My four years at McGill offered me a lot of first experiences: first time stepping in vomit on the metro (not mine, November 2011), first time I discovered a mysterious cat in my apartment (also not mine, January 2014), first time that I destroyed a clothes dryer (the fault was, unfortunately, mine. September 2012.) But, what did I really learn? Mostly, to watch where you step, to keep your doors locked when you’re making a tuna… sandwich, and not to put comforters in the dryer. Beyond that, here are a few other kernels of wisdom:
“Required” readings are optional.
“Optional” readings are for suckers.
There is nothing wrong with crossing the street or ducking behind a building or hiding in a garbage can to avoid making eye contact with an acquaintance from high school.
For the cost of a drink in “da club,” you can pay for an entire month of Netflix. For the cost of one drink plus cover, you can pay for Netflix and a bottle of dep wine and a family-sized bag of Doritos. Think carefully.
If you decide to live in the McGill Ghetto, you’ll have to dodge smashed beer bottles, ominously stained t-shirts, and discarded toilets in the streets on a daily basis.

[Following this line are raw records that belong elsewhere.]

//! In-memory [`RunStore`] and [`ArtifactStore`] implementation for testing.
//!
//! Uses `HashMap` behind `std::sync::RwLock` for thread safety and counts
//! run-record writes so tests can assert the one-write-per-transition
//! contract.

use std::collections::HashMap;
use std::sync::atomic::{AtomicUsize, Ordering};
use std::sync::{RwLock, RwLockReadGuard, RwLockWriteGuard};

use anyhow::{anyhow, bail, Result};
use async_trait::async_trait;

use crate::models::{PipelineRun, RunCompletion, RunStatus};

use super::{ArtifactStore, RunStore};

/// In-memory store for tests and embedding.
pub struct InMemoryStore {
    runs: RwLock<HashMap<String, PipelineRun>>,
    artifacts: RwLock<HashMap<String, Vec<u8>>>,
    run_writes: AtomicUsize,
}

impl InMemoryStore {
    pub fn new() -> Self {
        Self {
            runs: RwLock::new(HashMap::new()),
            artifacts: RwLock::new(HashMap::new()),
            run_writes: AtomicUsize::new(0),
        }
    }

    /// Number of run-record writes issued so far, including ones that
    /// changed nothing.
    pub fn run_writes(&self) -> usize {
        self.run_writes.load(Ordering::SeqCst)
    }

    pub fn artifact_count(&self) -> usize {
        self.artifacts.read().map(|a| a.len()).unwrap_or(0)
    }

    fn runs_read(&self) -> Result<RwLockReadGuard<'_, HashMap<String, PipelineRun>>> {
        self.runs.read().map_err(|_| anyhow!("run table lock poisoned"))
    }

    fn runs_write(&self) -> Result<RwLockWriteGuard<'_, HashMap<String, PipelineRun>>> {
        self.runs.write().map_err(|_| anyhow!("run table lock poisoned"))
    }
}

impl Default for InMemoryStore {
    fn default() -> Self {
        Self::new()
    }
}

#[async_trait]
impl RunStore for InMemoryStore {
    async fn insert_run(&self, run: &PipelineRun) -> Result<()> {
        self.run_writes.fetch_add(1, Ordering::SeqCst);
        let mut runs = self.runs_write()?;
        if runs.contains_key(&run.run_id) {
            bail!("run {} already exists", run.run_id);
        }
        runs.insert(run.run_id.clone(), run.clone());
        Ok(())
    }

    async fn finish_run(&self, run_id: &str, completion: &RunCompletion) -> Result<bool> {
        self.run_writes.fetch_add(1, Ordering::SeqCst);
        let mut runs = self.runs_write()?;
        match runs.get_mut(run_id) {
            Some(run) if run.status == RunStatus::Running => {
                run.apply(completion);
                Ok(true)
            }
            _ => Ok(false),
        }
    }

    async fn get_run(&self, run_id: &str) -> Result<Option<PipelineRun>> {
        Ok(self.runs_read()?.get(run_id).cloned())
    }

    async fn list_runs(&self, limit: i64) -> Result<Vec<PipelineRun>> {
        let mut runs: Vec<PipelineRun> = self.runs_read()?.values().cloned().collect();
        runs.sort_by(|a, b| {
            b.started_at
                .cmp(&a.started_at)
                .then_with(|| a.run_id.cmp(&b.run_id))
        });
        runs.truncate(limit.max(0) as usize);
        Ok(runs)
    }
}

#[async_trait]
impl ArtifactStore for InMemoryStore {
    async fn put_artifact(&self, key: &str, body: &[u8]) -> Result<bool> {
        let mut artifacts = self
            .artifacts
            .write()
            .map_err(|_| anyhow!("artifact table lock poisoned"))?;
        if artifacts.contains_key(key) {
            return Ok(false);
        }
        artifacts.insert(key.to_string(), body.to_vec());
        Ok(true)
    }

    async fn get_artifact(&self, key: &str) -> Result<Option<Vec<u8>>> {
        let artifacts = self
            .artifacts
            .read()
            .map_err(|_| anyhow!("artifact table lock poisoned"))?;
        Ok(artifacts.get(key).cloned())
    }
}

If you decide to live further away from campus, you’ll have to deal with metro delays, bus delays, and the ubiquity of urban barf.
Sure, Chef on Call is okay if you’re in first year or only want a sandwich… But the best delivery service is A La Carte Express (alce.ca). Depending on your location, you can have up to 40 restaurants to choose from.

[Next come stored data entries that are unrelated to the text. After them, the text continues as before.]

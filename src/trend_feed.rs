//! Trend sample input and trend report output on the filesystem.
//!
//! [`JsonTrendFeed`] reads raw samples from a JSON file or from every
//! `*.json` file under a directory; each file holds an array of
//! `{"keyword", "date", "value"}` objects. [`write_outputs`] writes the
//! analysis as `daily_trend_summary.json` and `trend_index.json`.

use anyhow::{bail, Context, Result};
use async_trait::async_trait;
use std::path::{Path, PathBuf};
use tracing::{debug, warn};
use walkdir::WalkDir;

use trendline_core::models::TrendSample;
use trendline_core::trend::TrendAnalysis;

use crate::traits::TrendFeed;

pub const SUMMARY_FILE: &str = "daily_trend_summary.json";
pub const INDEX_FILE: &str = "trend_index.json";

/// Trend samples stored as JSON on disk.
pub struct JsonTrendFeed {
    path: PathBuf,
}

impl JsonTrendFeed {
    pub fn new(path: impl Into<PathBuf>) -> Self {
        Self { path: path.into() }
    }

    /// Read every sample, failing when none are found.
    pub fn load(&self) -> Result<Vec<TrendSample>> {
        if !self.path.exists() {
            bail!("trend input does not exist: {}", self.path.display());
        }

        let samples = if self.path.is_file() {
            read_samples(&self.path)?
        } else {
            let mut samples = Vec::new();
            for entry in WalkDir::new(&self.path).sort_by_file_name() {
                let entry = entry?;
                let path = entry.path();
                if !entry.file_type().is_file()
                    || path.extension().and_then(|e| e.to_str()) != Some("json")
                {
                    continue;
                }
                match read_samples(path) {
                    Ok(batch) => samples.extend(batch),
                    Err(e) => warn!(file = %path.display(), error = %e, "skipping trend file"),
                }
            }
            samples
        };

        if samples.is_empty() {
            bail!("no trend samples found in {}", self.path.display());
        }
        debug!(samples = samples.len(), "loaded trend samples");
        Ok(samples)
    }
}

fn read_samples(path: &Path) -> Result<Vec<TrendSample>> {
    let content = std::fs::read_to_string(path)
        .with_context(|| format!("Failed to read trend file: {}", path.display()))?;
    serde_json::from_str(&content)
        .with_context(|| format!("Failed to parse trend file: {}", path.display()))
}

#[async_trait]
impl TrendFeed for JsonTrendFeed {
    async fn samples(&self) -> Result<Vec<TrendSample>> {
        self.load()
    }
}

/// Write the summary and index files into `dir`, creating it if needed.
///
/// Returns the two written paths.
pub fn write_outputs(dir: &Path, analysis: &TrendAnalysis) -> Result<(PathBuf, PathBuf)> {
    std::fs::create_dir_all(dir)
        .with_context(|| format!("Failed to create output directory: {}", dir.display()))?;

    let summary_path = dir.join(SUMMARY_FILE);
    std::fs::write(&summary_path, serde_json::to_vec_pretty(&analysis.records)?)
        .with_context(|| format!("Failed to write {}", summary_path.display()))?;

    let index_path = dir.join(INDEX_FILE);
    std::fs::write(&index_path, serde_json::to_vec_pretty(&analysis.index)?)
        .with_context(|| format!("Failed to write {}", index_path.display()))?;

    Ok((summary_path, index_path))
}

Contrary to popular belief, Faculty Advising is not an advising service but actually an elaborate performance art piece about the futility of bureaucracy. A memorable encounter was when I was told, without a trace of irony, that, “you can’t just drop-in for drop-in advising!”
Complaining about the weather face-to-face is a beloved ritual of Canadian life; complaining about the weather via Facebook status is absolutely unacceptable under any and all circumstances. Note for Americans: writing a weather-related Facebook status with temperatures in Fahrenheit is actually a misdemeanour under Canada’s Criminal Code.
There’s a loudmouth, pretentious person in every conference and tutorial. If you can’t immediately identify said person, then it’s probably you. (Sorry. It hit me hard when I realized this too.)
“You can retake a test, re-enroll in a class, or redo a semester, but you will never get to relive a night,” said a person who dropped out first semester of second year and is now…?
McGill is in downtown Montreal, a classy city full of grown-ups living their actual real lives. If you walk around campus rocking McGill-print sweatpants or pyjama pants, you are bad and you should feel bad. Where do you think you are, huh? Your parents’ rec room? A grade 8 slumber party? Queen’s?
You’re probably going to cry in Service Point at least once.
Essentially, over the course of my undergraduate career at McGill, I learned that university is a surrealist hellscape where only the strong survive. Oh, and a few things about political science too, I guess.